Dataset entries:
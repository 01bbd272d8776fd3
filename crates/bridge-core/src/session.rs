use std::sync::Arc;
use std::time::Duration;

use async_trait::async_trait;
use bridge_protocol::{
    codec::DecodeEvent, encode, validate, ErrorCode, FinishReason, FrameDecoder, GateStatus,
    Message, RequestId, ServerInfoPayload,
};
use bridge_provider::{InferenceProvider, Sink};
use parking_lot::Mutex;
use tokio::io::{AsyncRead, AsyncReadExt, AsyncWrite, AsyncWriteExt};
use tokio::sync::{broadcast, mpsc};
use tracing::{debug, warn};

use crate::gate::Gate;
use crate::orchestrator::RelayStatus;

/// Peer session's identity within a relay's registry (spec §4.5, §4.8).
pub type SessionId = u64;

const INFO_FLUSH_TIMEOUT: Duration = Duration::from_secs(5);
const READ_CHUNK_SIZE: usize = 4096;

/// Drives one peer's state machine on the Host: `AwaitingInfoFlush → Idle →
/// Generating(request_id) → Idle → ... → Closed` (spec §4.5).
///
/// Consumes the socket directly rather than returning a handle — the
/// orchestrator spawns this as a task and learns of its completion through
/// the task's join, not through a returned session object (spec §9's
/// "cyclic references" note: the session never owns a strong back-reference
/// to the relay).
pub async fn run_peer_session<S>(
    id: SessionId,
    socket: S,
    gate: Arc<Gate>,
    provider: Arc<dyn InferenceProvider>,
    host_name: String,
    model: String,
    status_tx: broadcast::Sender<RelayStatus>,
) where
    S: AsyncRead + AsyncWrite + Unpin + Send + 'static,
{
    let (mut read_half, mut write_half) = tokio::io::split(socket);

    let info = Message::ServerInfo {
        request_id: None,
        payload: ServerInfoPayload {
            host_name,
            model: model.clone(),
            status: if gate.is_busy() {
                GateStatus::Busy
            } else {
                GateStatus::Ready
            },
        },
    };
    let info_bytes = encode(&info);
    match tokio::time::timeout(INFO_FLUSH_TIMEOUT, write_half.write_all(&info_bytes)).await {
        Ok(Ok(())) => {}
        _ => {
            warn!(session_id = id, "server_info flush timed out, destroying socket");
            return;
        }
    }

    let (write_tx, mut write_rx) = mpsc::unbounded_channel::<Message>();
    let writer = tokio::spawn(async move {
        while let Some(msg) = write_rx.recv().await {
            let bytes = encode(&msg);
            if write_half.write_all(&bytes).await.is_err() {
                break;
            }
        }
    });

    let active_request: Arc<Mutex<Option<RequestId>>> = Arc::new(Mutex::new(None));
    let mut decoder = FrameDecoder::new();
    let mut buf = vec![0u8; READ_CHUNK_SIZE];

    loop {
        let n = match read_half.read(&mut buf).await {
            Ok(0) => break,
            Ok(n) => n,
            Err(e) => {
                debug!(session_id = id, error = %e, "socket read error");
                break;
            }
        };

        for event in decoder.write(&buf[..n]) {
            match event {
                DecodeEvent::BufferOverflow => {
                    warn!(session_id = id, "inbound reassembly buffer overflowed, discarded");
                }
                DecodeEvent::Frame(value) => match validate::validate(value) {
                    Ok(msg) => {
                        dispatch(
                            msg,
                            &gate,
                            &provider,
                            &model,
                            &active_request,
                            &write_tx,
                            &status_tx,
                        )
                        .await;
                    }
                    Err(e) => {
                        let _ = write_tx.send(e.to_bad_message());
                    }
                },
            }
        }
    }

    // Disconnect handling (spec §4.5): abort any in-flight generation
    // best-effort, release the gate, clear state. No frames are written —
    // the socket is already gone.
    let stale = active_request.lock().take();
    if let Some(request_id) = stale {
        provider.abort(&request_id).await;
        gate.release(&request_id);
        let _ = status_tx.send(RelayStatus::GateReleased);
    }

    drop(write_tx);
    let _ = writer.await;
}

async fn dispatch(
    msg: Message,
    gate: &Arc<Gate>,
    provider: &Arc<dyn InferenceProvider>,
    model: &str,
    active_request: &Arc<Mutex<Option<RequestId>>>,
    write_tx: &mpsc::UnboundedSender<Message>,
    status_tx: &broadcast::Sender<RelayStatus>,
) {
    match msg {
        Message::ChatStart { request_id, payload } => {
            if !gate.acquire(request_id.clone()) {
                let _ = write_tx.send(Message::error(
                    Some(request_id),
                    ErrorCode::ModelBusy,
                    "the host is already generating a response",
                ));
                return;
            }
            *active_request.lock() = Some(request_id.clone());
            let _ = status_tx.send(RelayStatus::GateAcquired {
                request_id: request_id.clone(),
            });

            let sink = SessionSink {
                request_id: request_id.clone(),
                write_tx: write_tx.clone(),
                gate: gate.clone(),
                active_request: active_request.clone(),
                status_tx: status_tx.clone(),
            };
            let provider = provider.clone();
            let model = model.to_owned();
            tokio::spawn(async move {
                let mut sink = sink;
                provider
                    .generate(request_id, model, payload.prompt, &mut sink)
                    .await;
            });
        }
        Message::Abort { request_id } => {
            let is_active = active_request.lock().as_deref() == Some(request_id.as_str());
            if !is_active {
                // Stale abort (already terminated, or never started on this
                // session): silently ignored (spec §9 open question 1).
                return;
            }
            if provider.abort(&request_id).await {
                let _ = write_tx.send(Message::chat_end(request_id.clone(), FinishReason::Abort));
                gate.release(&request_id);
                *active_request.lock() = None;
                let _ = status_tx.send(RelayStatus::GateReleased);
            }
            // If the provider returns false the generation had already
            // raced to completion; its own terminal callback will release
            // the gate and clear state.
        }
        Message::ServerInfo { .. }
        | Message::ChatChunk { .. }
        | Message::ChatEnd { .. }
        | Message::Error { .. } => {
            // Host-bound frames of these types have no handler: a peer is
            // not a peer of itself (spec §4.5).
        }
    }
}

/// Adapts provider callbacks onto outbound protocol frames and the gate
/// (spec §4.5's `sink` bullet).
struct SessionSink {
    request_id: RequestId,
    write_tx: mpsc::UnboundedSender<Message>,
    gate: Arc<Gate>,
    active_request: Arc<Mutex<Option<RequestId>>>,
    status_tx: broadcast::Sender<RelayStatus>,
}

impl SessionSink {
    fn release(&self) {
        self.gate.release(&self.request_id);
        *self.active_request.lock() = None;
        let _ = self.status_tx.send(RelayStatus::GateReleased);
    }
}

#[async_trait]
impl Sink for SessionSink {
    async fn on_chunk(&mut self, text: String) {
        let _ = self
            .write_tx
            .send(Message::chat_chunk(self.request_id.clone(), text));
    }

    async fn on_end(&mut self) {
        let _ = self
            .write_tx
            .send(Message::chat_end(self.request_id.clone(), FinishReason::Stop));
        self.release();
    }

    async fn on_error(&mut self, code: ErrorCode, message: String) {
        let escalate = code == ErrorCode::OllamaNotFound;
        let _ = self.write_tx.send(Message::error(
            Some(self.request_id.clone()),
            code,
            message.clone(),
        ));
        self.release();
        if escalate {
            let _ = self
                .status_tx
                .send(RelayStatus::ProviderUnreachable { message });
        }
    }
}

> _Assignment_:
What is needed is an exact copy of every record above.

> _Your response_:
repository 01bbd272d8776fd3
filename crates/bridge-core/src/session.rs
use std::sync::Arc;
use std::time::Duration;

use async_trait::async_trait;
use bridge_protocol::{
    codec::DecodeEvent, encode, validate, ErrorCode, FinishReason, FrameDecoder, GateStatus,
    Message, RequestId, ServerInfoPayload,
};
use bridge_provider::{InferenceProvider, Sink};
use parking_lot::Mutex;
use tokio::io::{AsyncRead, AsyncReadExt, AsyncWrite, AsyncWriteExt};
use tokio::sync::{broadcast, mpsc};
use tracing::{debug, warn};

use crate::gate::Gate;
use crate::orchestrator::RelayStatus;

/// Peer session's identity within a relay's registry (spec §4.5, §4.8).
pub type SessionId = u64;

const INFO_FLUSH_TIMEOUT: Duration = Duration::from_secs(5);
const READ_CHUNK_SIZE: usize = 4096;

/// Drives one peer's state machine on the Host: `AwaitingInfoFlush → Idle →
/// Generating(request_id) → Idle → ... → Closed` (spec §4.5).
///
/// Consumes the socket directly rather than returning a handle — the
/// orchestrator spawns this as a task and learns of its completion through
/// the task's join, not through a returned session object (spec §9's
/// "cyclic references" note: the session never owns a strong back-reference
/// to the relay).
pub async fn run_peer_session<S>(
    id: SessionId,
    socket: S,
    gate: Arc<Gate>,
    provider: Arc<dyn InferenceProvider>,
    host_name: String,
    model: String,
    status_tx: broadcast::Sender<RelayStatus>,
) where
    S: AsyncRead + AsyncWrite + Unpin + Send + 'static,
{
    let (mut read_half, mut write_half) = tokio::io::split(socket);

    let info = Message::ServerInfo {
        request_id: None,
        payload: ServerInfoPayload {
            host_name,
            model: model.clone(),
            status: if gate.is_busy() {
                GateStatus::Busy
            } else {
                GateStatus::Ready
            },
        },
    };
    let info_bytes = encode(&info);
    match tokio::time::timeout(INFO_FLUSH_TIMEOUT, write_half.write_all(&info_bytes)).await {
        Ok(Ok(())) => {}
        _ => {
            warn!(session_id = id, "server_info flush timed out, destroying socket");
            return;
        }
    }

    let (write_tx, mut write_rx) = mpsc::unbounded_channel::<Message>();
    let writer = tokio::spawn(async move {
        while let Some(msg) = write_rx.recv().await {
            let bytes = encode(&msg);
            if write_half.write_all(&bytes).await.is_err() {
                break;
            }
        }
    });

    let active_request: Arc<Mutex<Option<RequestId>>> = Arc::new(Mutex::new(None));
    let mut decoder = FrameDecoder::new();
    let mut buf = vec![0u8; READ_CHUNK_SIZE];

    loop {
        let n = match read_half.read(&mut buf).await {
            Ok(0) => break,
            Ok(n) => n,
            Err(e) => {
                debug!(session_id = id, error = %e, "socket read error");
                break;
            }
        };

        for event in decoder.write(&buf[..n]) {
            match event {
                DecodeEvent::BufferOverflow => {
                    warn!(session_id = id, "inbound reassembly buffer overflowed, discarded");
                }
                DecodeEvent::Frame(value) => match validate::validate(value) {
                    Ok(msg) => {
                        dispatch(
                            msg,
                            &gate,
                            &provider,
                            &model,
                            &active_request,
                            &write_tx,
                            &status_tx,
                        )
                        .await;
                    }
                    Err(e) => {
                        let _ = write_tx.send(e.to_bad_message());
                    }
                },
            }
        }
    }

    // Disconnect handling (spec §4.5): abort any in-flight generation
    // best-effort, release the gate, clear state. No frames are written —
    // the socket is already gone.
    let stale = active_request.lock().take();
    if let Some(request_id) = stale {
        provider.abort(&request_id).await;
        gate.release(&request_id);
        let _ = status_tx.send(RelayStatus::GateReleased);
    }

    drop(write_tx);
    let _ = writer.await;
}

async fn dispatch(
    msg: Message,
    gate: &Arc<Gate>,
    provider: &Arc<dyn InferenceProvider>,
    model: &str,
    active_request: &Arc<Mutex<Option<RequestId>>>,
    write_tx: &mpsc::UnboundedSender<Message>,
    status_tx: &broadcast::Sender<RelayStatus>,
) {
    match msg {
        Message::ChatStart { request_id, payload } => {
            if !gate.acquire(request_id.clone()) {
                let _ = write_tx.send(Message::error(
                    Some(request_id),
                    ErrorCode::ModelBusy,
                    "the host is already generating a response",
                ));
                return;
            }
            *active_request.lock() = Some(request_id.clone());
            let _ = status_tx.send(RelayStatus::GateAcquired {
                request_id: request_id.clone(),
            });

            let sink = SessionSink {
                request_id: request_id.clone(),
                write_tx: write_tx.clone(),
                gate: gate.clone(),
                active_request: active_request.clone(),
                status_tx: status_tx.clone(),
            };
            let provider = provider.clone();
            let model = model.to_owned();
            tokio::spawn(async move {
                let mut sink = sink;
                provider
                    .generate(request_id, model, payload.prompt, &mut sink)
                    .await;
            });
        }
        Message::Abort { request_id } => {
            let is_active = active_request.lock().as_deref() == Some(request_id.as_str());
            if !is_active {
                // Stale abort (already terminated, or never started on this
                // session): silently ignored (spec §9 open question 1).
                return;
            }
            if provider.abort(&request_id).await {
                let _ = write_tx.send(Message::chat_end(request_id.clone(), FinishReason::Abort));
                gate.release(&request_id);
                *active_request.lock() = None;
                let _ = status_tx.send(RelayStatus::GateReleased);
            }
            // If the provider returns false the generation had already
            // raced to completion; its own terminal callback will release
            // the gate and clear state.
        }
        Message::ServerInfo { .. }
        | Message::ChatChunk { .. }
        | Message::ChatEnd { .. }
        | Message::Error { .. } => {
            // Host-bound frames of these types have no handler: a peer is
            // not a peer of itself (spec §4.5).
        }
    }
}

/// Adapts provider callbacks onto outbound protocol frames and the gate
/// (spec §4.5's `sink` bullet).
struct SessionSink {
    request_id: RequestId,
    write_tx: mpsc::UnboundedSender<Message>,
    gate: Arc<Gate>,
    active_request: Arc<Mutex<Option<RequestId>>>,
    status_tx: broadcast::Sender<RelayStatus>,
}

impl SessionSink {
    fn release(&self) {
        self.gate.release(&self.request_id);
        *self.active_request.lock() = None;
        let _ = self.status_tx.send(RelayStatus::GateReleased);
    }
}

#[async_trait]
impl Sink for SessionSink {
    async fn on_chunk(&mut self, text: String) {
        let _ = self
            .write_tx
            .send(Message::chat_chunk(self.request_id.clone(), text));
    }

    async fn on_end(&mut self) {
        let _ = self
            .write_tx
            .send(Message::chat_end(self.request_id.clone(), FinishReason::Stop));
        self.release();
    }

    async fn on_error(&mut self, code: ErrorCode, message: String) {
        let escalate = code == ErrorCode::OllamaNotFound;
        let _ = self.write_tx.send(Message::error(
            Some(self.request_id.clone()),
            code,
            message.clone(),
        ));
        self.release();
        if escalate {
            let _ = self
                .status_tx
                .send(RelayStatus::ProviderUnreachable { message });
        }
    }
}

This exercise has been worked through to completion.